Avevamo auspicato che calasse il sipario su questa avvilente vicenda della statua di Afrodite che sarebbe stata rinvenuta al largo di San Vito.
Siamo invece costretti a ritornare sull’argomento perché il caso è assurto agli onori della cronaca nazionale. Il Tg5 ha mandato in onda un servizio per raccontare quella che è stata definita la «figuraccia» del sindaco Stefàno. Il tg ha ricordato la burla delle teste di Modigliani architettata da tre ragazzi livornesi e ha rilanciato l’immagine della Taranto negletta, città afflitta e avvilita che vive sul filo delle illusioni e che ad altro non riesce ad aggrapparsi. Grazie quindi all’avventatezza del sindaco e dei suoi sodali della circostanza, Taranto ha subito un altro colpo alla sua intelligenza e alla sua immagine. Non contento, il sindaco Stefàno ha pure avuto il coraggio di rilanciare, parlando – come riporta il sito cronachetarantine.it – di «polemica gratuita», criticando la Soprintendenza perché «solo dopo gli accertamenti scientifici valuteremo la autenticità della statua» e perché non sono stati ancora effettuati i sopralluoghi per verificare la presenza di ulteriori reperti nello specchio d’acqua dove il sub dilettante ha affermato di aver “pescato” la statuetta di bronzo.
Una statua consegnata dal mare intonsa, così ben conservata da non presentare nessuna ruga d’età che pure, stando al misterioso archeologo amico del sindaco che l’avrebbe datata al IV secolo a. C., dovrebbe superare la bellezza dei duemila anni. Non deve esserci altra spiegazione: Afrodite, dea della bellezza, avrà avuto cura in questa lunga catena di secoli di farsi assistere adeguatamente da visagisti e chirurghi plastici per tenere fede alla sua fama. Il sindaco ha di fatto rimpastato gli argomenti ai quali i legali del tennista-sommozzatore si erano aggrappati per tentare di ribaltare il risultato: la stucchevole ostentazione della correttezza e della trasparenza del proprio operato, l’attacco alla Soprintendenza, le surrettizie minacce di querela ai giornalisti colpevoli di non si sa cosa se non di aver riportato quanto annunciato allegramente dal sindaco nella conferenza stampa a Palazzo di Città e di aver sintetizzato con il termine “patacca” quel “privo di interesse archeologico” pronunciato dalla Soprintendenza.

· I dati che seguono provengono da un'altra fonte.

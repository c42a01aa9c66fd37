//! The receive side of a connection: a fixed-capacity window of bytes starting at `recv_next`,
//!  the lowest sequence number that was not yet delivered to the application.
//!
//! Bytes may arrive out of order as long as they fall inside the window. They are stored in a
//!  ring buffer, with a parallel presence map recording which slots hold received data. Whenever
//!  the slot at the window start is present, the maximal contiguous run of present bytes is
//!  delivered and the window slides forward by that length.
//!
//! ```ascii
//!            recv_next                         recv_next + capacity
//!               |                                     |
//!  ... stale ...|  present / missing / present ...    |... out of window ...
//! ```

use bit_set::BitSet;
use tracing::{debug, trace};
use crate::safe_converter::{PrecheckedCast, SafeCast};
use crate::seq_number::SeqNum;

#[derive(Debug, Clone, PartialEq, Eq)]
pub enum Arrival {
    /// The payload lies entirely below `recv_next`. The peer should get an ACK anyway since
    ///  this typically means that our previous ACK was lost.
    Stale,
    /// The payload starts beyond the window. It is dropped without an ACK.
    OutOfWindow,
    /// (Part of) the payload was buffered; `delivered` is the in-order run that became
    ///  available as a result, which may be empty if there is still a gap before it
    Accepted { delivered: Vec<u8> },
}

pub struct ReceiveWindow {
    recv_next: SeqNum,
    buf: Vec<u8>,
    present: BitSet,
    /// ring index corresponding to `recv_next`
    head: usize,
}

impl ReceiveWindow {
    pub fn new(capacity: usize, recv_next: SeqNum) -> ReceiveWindow {
        assert!(capacity > 0);
        ReceiveWindow {
            recv_next,
            buf: vec![0; capacity],
            present: BitSet::with_capacity(capacity),
            head: 0,
        }
    }

    pub fn recv_next(&self) -> SeqNum {
        self.recv_next
    }

    pub fn capacity(&self) -> usize {
        self.buf.len()
    }

    /// Re-position the (empty) window, e.g. after the peer's initial sequence number becomes
    ///  known in the handshake
    pub fn synchronize(&mut self, recv_next: SeqNum) {
        self.present.clear();
        self.head = 0;
        self.recv_next = recv_next;
    }

    /// Consume a single sequence number that carries no data, i.e. a SYN or FIN, at the start
    ///  of the window.
    ///
    /// NB: A peer never sends data beyond its FIN, so anything still buffered out of order at
    ///      this point is garbage and discarded. Keeping it would misalign it by one position.
    pub fn consume_control_flag(&mut self) {
        if !self.present.is_empty() {
            debug!("discarding out-of-order data beyond a control flag at {}", self.recv_next);
            self.present.clear();
        }
        self.recv_next += 1;
    }

    pub fn on_payload(&mut self, seq: SeqNum, payload: &[u8]) -> Arrival {
        let end = seq + payload.len().prechecked_cast();
        if end.is_at_or_before(self.recv_next) {
            trace!("segment {}..{} is below recv_next {}", seq, end, self.recv_next);
            return Arrival::Stale;
        }

        let (offset, payload) = if seq.is_before(self.recv_next) {
            let already_received: usize = (self.recv_next - seq).safe_cast();
            (0, &payload[already_received..])
        }
        else {
            let offset: usize = (seq - self.recv_next).safe_cast();
            if offset > self.capacity() {
                trace!("segment starting at {} is beyond the receive window {}+{}", seq, self.recv_next, self.capacity());
                return Arrival::OutOfWindow;
            }
            (offset, payload)
        };

        let accepted_len = payload.len().min(self.capacity() - offset);
        if accepted_len < payload.len() {
            trace!("truncating segment at the window edge: {} of {} bytes accepted", accepted_len, payload.len());
        }

        for (i, &b) in payload[..accepted_len].iter().enumerate() {
            let slot = self.slot(offset + i);
            self.buf[slot] = b;
            self.present.insert(slot);
        }

        Arrival::Accepted { delivered: self.take_contiguous() }
    }

    fn slot(&self, offset: usize) -> usize {
        (self.head + offset) % self.capacity()
    }

    /// remove the contiguous run of present bytes at the window start, sliding the window
    fn take_contiguous(&mut self) -> Vec<u8> {
        let mut delivered = Vec::new();
        while delivered.len() < self.capacity() && self.present.remove(self.head) {
            delivered.push(self.buf[self.head]);
            self.head = (self.head + 1) % self.capacity();
        }

        self.recv_next += delivered.len().prechecked_cast();
        delivered
    }
}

Argomentazioni a cui si è aggiunto – non ultimo per importanza, evidentemente – il sentimentale desiderio domestico di vedere quella statuetta nel salotto della casa di mamma e papà del tennistasub. Nonostante questo surreale profluvio di parole da lasciare di sasso – addirittura con imbarazzanti e iperbolici richiami finanche alla Gioconda di Leonardo – questa storia non regge da nessuna parte la si guardi e solo i diretti protagonisti sembra non riescano a coglierne gli aspetti grotteschi, l’involontaria comicità suscitata e la superficialità della condotta avuta soprattutto dal primo cittadino. Il quale, non essendo l’ultimo dei passanti per strada, ma ricoprendo da una vita ruoli istituzionali (prima di fare il sindaco è stato a lungo consigliere comunale, assessore e finanche senatore) avrebbe dovuto sapere che prima di far volare ai quattro venti lo sciagurato annuncio di un ritrovamento epocale, avrebbe dovuto usare prudenza e attendere il responso di quella stessa autorità scientifica che oggi viene meschinamente accusata di aver agito in mala fede solo perché il responso ha certificato ciò che in molti avevano temuto fin dal principio.
Al momento, dunque, siamo sempre di fronte ad una istituzione scientifica che dice certe cose e a un pediatra, un tennista e ora anche due avvocati che ne dicono un’altra. Tra i due fronti, non v’è dubbio a chi è lecito dover dare credito. La partita non esiste neppure. Se poi c’è davvero questo misterioso e finora anonimo archeologo il cui parere ha contagiato d’entusiasmo sindaco, tennista e consigliere comunale che li ha accompagnati in questa tragicommedia dell’assurdo, allora venga allo scoperto e abbia il coraggio di far valere le sue ragioni scientifiche. In mancanza, il pudore – se esiste – dovrebbe suggerire un più dignitoso silenzio.